### Directions
Determine how many lines in the listing hold "VectorStoreClient" and give only that number.

### Data
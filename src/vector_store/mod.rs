
use serde::{Deserialize, Serialize};
use std::time::Duration;
use tracing::{debug, info};
use url::Url;

use crate::config::VectorStoreConfig;
use crate::{RagError, Result};

const DEFAULT_TIMEOUT_SECONDS: u64 = 30;

fn default_chapter() -> String {
    "Unknown Chapter".to_string()
}

fn default_section() -> String {
    "Unknown Section".to_string()
}

/// Metadata stored alongside each vector. Missing or empty chapter and
/// section fields normalize to placeholder labels on the way out.
#[derive(Debug, Clone, Serialize, Deserialize, PartialEq)]
pub struct ChunkPayload {
    #[serde(default)]
    pub content: String,
    #[serde(default)]
    pub url: String,
    #[serde(default = "default_chapter")]
    pub chapter: String,
    #[serde(default = "default_section")]
    pub section: String,
    #[serde(default)]
    pub heading_hierarchy: Vec<String>,
}

impl ChunkPayload {
    fn normalize(mut self) -> Self {
        if self.chapter.trim().is_empty() {
            self.chapter = default_chapter();
        }
        if self.section.trim().is_empty() {
            self.section = default_section();
        }
        self
    }
}

/// A vector with its payload, ready for upsert.
#[derive(Debug, Clone, Serialize)]
pub struct PointRecord {
    pub id: String,
    pub vector: Vec<f32>,
    pub payload: ChunkPayload,
}

/// A search hit with its raw cosine similarity score.
#[derive(Debug, Clone)]
pub struct ScoredPoint {
    pub id: String,
    pub score: f32,
    pub payload: ChunkPayload,
}

#[derive(Debug, Deserialize)]
struct SearchResponse {
    result: Vec<SearchHit>,
}

#[derive(Debug, Deserialize)]
struct SearchHit {
    id: serde_json::Value,
    score: f32,
    #[serde(default)]
    payload: Option<ChunkPayload>,
}

/// HTTP client for the vector search service.
#[derive(Debug, Clone)]
pub struct VectorStoreClient {
    base_url: Url,
    api_key: String,
    collection: String,
    http: reqwest::Client,
}

impl VectorStoreClient {
    #[inline]
    pub fn new(config: &VectorStoreConfig) -> Result<Self> {
        let base_url = Url::parse(&config.url)
            .map_err(|e| RagError::Config(format!("Invalid vector store URL: {e}")))?;

        let http = reqwest::Client::builder()
            .timeout(Duration::from_secs(DEFAULT_TIMEOUT_SECONDS))
            .build()
            .map_err(|e| {
                RagError::VectorStore(format!("Failed to build HTTP client: {e}"))
            })?;

        Ok(Self {
            base_url,
            api_key: config.api_key.clone(),
            collection: config.collection.clone(),
            http,
        })
    }

    // Concatenating onto the base keeps any base path prefix intact.
    fn collection_url(&self, suffix: &str) -> Result<Url> {
        let base = self.base_url.as_str();
        let joined = if base.ends_with('/') {
            format!("{base}collections/{}{suffix}", self.collection)
        } else {
            format!("{base}/collections/{}{suffix}", self.collection)
        };
        Url::parse(&joined)
            .map_err(|e| RagError::VectorStore(format!("Failed to build collection URL: {e}")))
    }

    fn request(&self, builder: reqwest::RequestBuilder) -> reqwest::RequestBuilder {
        if self.api_key.is_empty() {
            builder
        } else {
            builder.header("api-key", &self.api_key)
        }
    }

    /// Create the collection if it does not already exist. Safe to call on
    /// every startup.
    #[inline]
    pub async fn ensure_collection(&self, dimension: usize) -> Result<()> {
        let url = self.collection_url("")?;

        let response = self
            .request(self.http.get(url.clone()))
            .send()
            .await
            .map_err(|e| RagError::VectorStore(format!("Failed to query collection: {e}")))?;

        if response.status().is_success() {
            debug!("Collection {} already exists", self.collection);
            return Ok(());
        }

        info!("Creating collection {} ({} dimensions)", self.collection, dimension);

        self.request(self.http.put(url))
            .json(&serde_json::json!({
                "vectors": { "size": dimension, "distance": "Cosine" }
            }))
            .send()
            .await
            .map_err(|e| RagError::VectorStore(format!("Failed to create collection: {e}")))?
            .error_for_status()
            .map_err(|e| {
                RagError::VectorStore(format!("Collection creation failed: {e}"))
            })?;

        Ok(())
    }

    /// Upsert a batch of points into the collection.
    #[inline]
    pub async fn upsert_points(&self, points: &[PointRecord]) -> Result<()> {
        if points.is_empty() {
            return Ok(());
        }

        let url = self.collection_url("/points")?;

        self.request(self.http.put(url))
            .json(&serde_json::json!({ "points": points }))
            .send()
            .await
            .map_err(|e| RagError::VectorStore(format!("Failed to upsert points: {e}")))?
            .error_for_status()
            .map_err(|e| RagError::VectorStore(format!("Point upsert failed: {e}")))?;

        debug!("Upserted {} points into {}", points.len(), self.collection);
        Ok(())
    }

    /// Similarity search returning up to `limit` scored hits, best first.
    #[inline]
    pub async fn search(&self, vector: &[f32], limit: usize) -> Result<Vec<ScoredPoint>> {
        let url = self.collection_url("/points/search")?;

        let response: SearchResponse = self
            .request(self.http.post(url))
            .json(&serde_json::json!({
                "vector": vector,
                "limit": limit,
                "with_payload": true
            }))
            .send()
            .await
            .map_err(|e| RagError::VectorStore(format!("Search request failed: {e}")))?
            .error_for_status()
            .map_err(|e| RagError::VectorStore(format!("Search failed: {e}")))?
            .json()
            .await
            .map_err(|e| RagError::VectorStore(format!("Failed to parse search response: {e}")))?;

        let points = response
            .result
            .into_iter()
            .map(|hit| ScoredPoint {
                id: id_to_string(&hit.id),
                score: hit.score,
                payload: hit.payload.unwrap_or_else(empty_payload).normalize(),
            })
            .collect();

        Ok(points)
    }
}

fn empty_payload() -> ChunkPayload {
    ChunkPayload {
        content: String::new(),
        url: String::new(),
        chapter: default_chapter(),
        section: default_section(),
        heading_hierarchy: Vec::new(),
    }
}

fn id_to_string(id: &serde_json::Value) -> String {
    match id {
        serde_json::Value::String(s) => s.clone(),
        other => other.to_string(),
    }
}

### Solution to this exercise
2